When results of arthroscopic Bankart repair are analyzed in throwing athletes, the same poor results are documented in peer-reviewed literature. Ide and coinvestigators7 performed a prospective study of 55 athletes and reported that 32% of throwing athletes could not return to their sport and 20% of all patients could not return to their preoperative level of activity.
One may ask, “Why are arthroscopic results poorer than open surgery?” There are likely several answers but two explanations likely account for the majority of clinical failures. During the instant of the injury, there is likely a failure of tissue compliance where the capsular tissue is stretched beyond its elastic limit and internal strain is exceeded. In other words, the capsular compliance has been altered. In recognition of this component of the injury, thermal shrinkage was performed—with dismal results.8 Because of a very significant potential of thermal injury to the articular surfaces, this technique was thankfully short lived and, for the most part, abandoned. In its place, arthroscopic capsular plication has been introduced as a way of dealing with the poor tissue compliance (Fig. 1). This technique remains untested and there are no long-term outcomes data to suggest its benefit or support its role in the surgical management of shoulder instability. Open techniques can advance the capsule superiorly and laterally while at the same time hold the limb in a specific position to ensure proper tension in the soft tissue sleeve during the capsular reconstruction (Fig. 2). This likely affords the better opportunity to “reset” the proprioceptive nervous system of the shoulder.

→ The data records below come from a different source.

use crate::models::{EnemyActorInstance, Fight};

#[derive(Debug, Clone, Copy)]
pub struct EnemyTemplate {
    pub instance_id: u32,
    pub creature_id: u32,
    pub name: &'static str,
    pub max_health: Option<u64>,
}

impl EnemyTemplate {
    pub fn build(&self) -> EnemyActorInstance {
        EnemyActorInstance {
            instance_id: self.instance_id,
            creature_id: self.creature_id,
            name: self.name.to_string(),
        }
    }
}

pub struct FightTemplate {
    pub id: u32,
    pub start_time: i64,
    pub end_time: i64,
    pub encounter_id: u32,
    pub enemies: &'static [EnemyTemplate],
}

impl FightTemplate {
    pub fn build(&self) -> Fight {
        Fight {
            id: self.id,
            start_time: self.start_time,
            end_time: self.end_time,
            encounter_id: self.encounter_id,
            enemy_actors: self.enemies.iter().map(EnemyTemplate::build).collect(),
        }
    }
}

#[derive(Debug, Clone, Copy)]
pub struct DebuffTemplate {
    pub ability_id: u32,
    pub name: &'static str,
}

pub const ENEMY_TEMPLATE_BOSS: EnemyTemplate = EnemyTemplate {
    instance_id: 22,
    creature_id: 15000,
    name: "The Warden",
    max_health: Some(1000),
};

pub const ENEMY_TEMPLATE_ADD: EnemyTemplate = EnemyTemplate {
    instance_id: 21,
    creature_id: 15001,
    name: "Warden's Sentry",
    max_health: None,
};

pub const ENEMY_TEMPLATE_OTHER_BOSS: EnemyTemplate = EnemyTemplate {
    instance_id: 31,
    creature_id: 16000,
    name: "Ashen Colossus",
    max_health: None,
};

pub const ENCOUNTER_ID_MAPPED: u32 = 1079;

// trash pull between bosses, never fetched
pub const FIGHT_TEMPLATE_TRASH: FightTemplate = FightTemplate {
    id: 1,
    start_time: 0,
    end_time: 5_000,
    encounter_id: 0,
    enemies: &[ENEMY_TEMPLATE_ADD],
};

// the add is listed first so a fallback pick is distinguishable
pub const FIGHT_TEMPLATE_MAPPED: FightTemplate = FightTemplate {
    id: 2,
    start_time: 6_000,
    end_time: 90_000,
    encounter_id: ENCOUNTER_ID_MAPPED,
    enemies: &[ENEMY_TEMPLATE_ADD, ENEMY_TEMPLATE_BOSS],
};

pub const FIGHT_TEMPLATE_UNMAPPED: FightTemplate = FightTemplate {
    id: 3,
    start_time: 95_000,
    end_time: 150_000,
    encounter_id: 2000,
    enemies: &[ENEMY_TEMPLATE_OTHER_BOSS],
};

pub const DEBUFF_TEMPLATE_DAMAGE_DOWN: DebuffTemplate = DebuffTemplate {
    ability_id: 2911,
    name: "Damage Down",
};

pub const DEBUFF_TEMPLATE_VULNERABILITY: DebuffTemplate = DebuffTemplate {
    ability_id: 3166,
    name: "Vulnerability Up",
};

The other explanation for higher failure rates with arthroscopic Bankart repairs lies in the fact that the repair is nonanatomic! Few would argue that surgeons are better engineers than “Mother Nature.” With open techniques, the surgeon can reconstruct the normal anatomic relationship between the capsule and the labrum (Fig. 3). In the normal state, the capsuloligmentous structures are contiguous with the labrum. Using present state-of-the-art techniques with anchors of various designs, the capsular tissue cannot be made contiguous with the labral tissue and results in a soft tissue sulcus (Fig. 4). While this technique may impart adequate stability for patients will lesser demands, it likely accounts in part for the higher failure rates in high demand contact and throwing athletes.
In this debate, we are confined to reviewing past experience and present technology. It is possible, if not likely, with time, technology, and the innovative spirit, advances will be made such that results of arthroscopic techniques of repair may surpass those of open techniques. But we cannot and should not expose our patients to unproven procedures, or worse—procedures that have demonstrated themselves to be inferior—to other known techniques. In today’s reality, open instability repair provides predictably superior outcomes compared with arthroscopic procedures.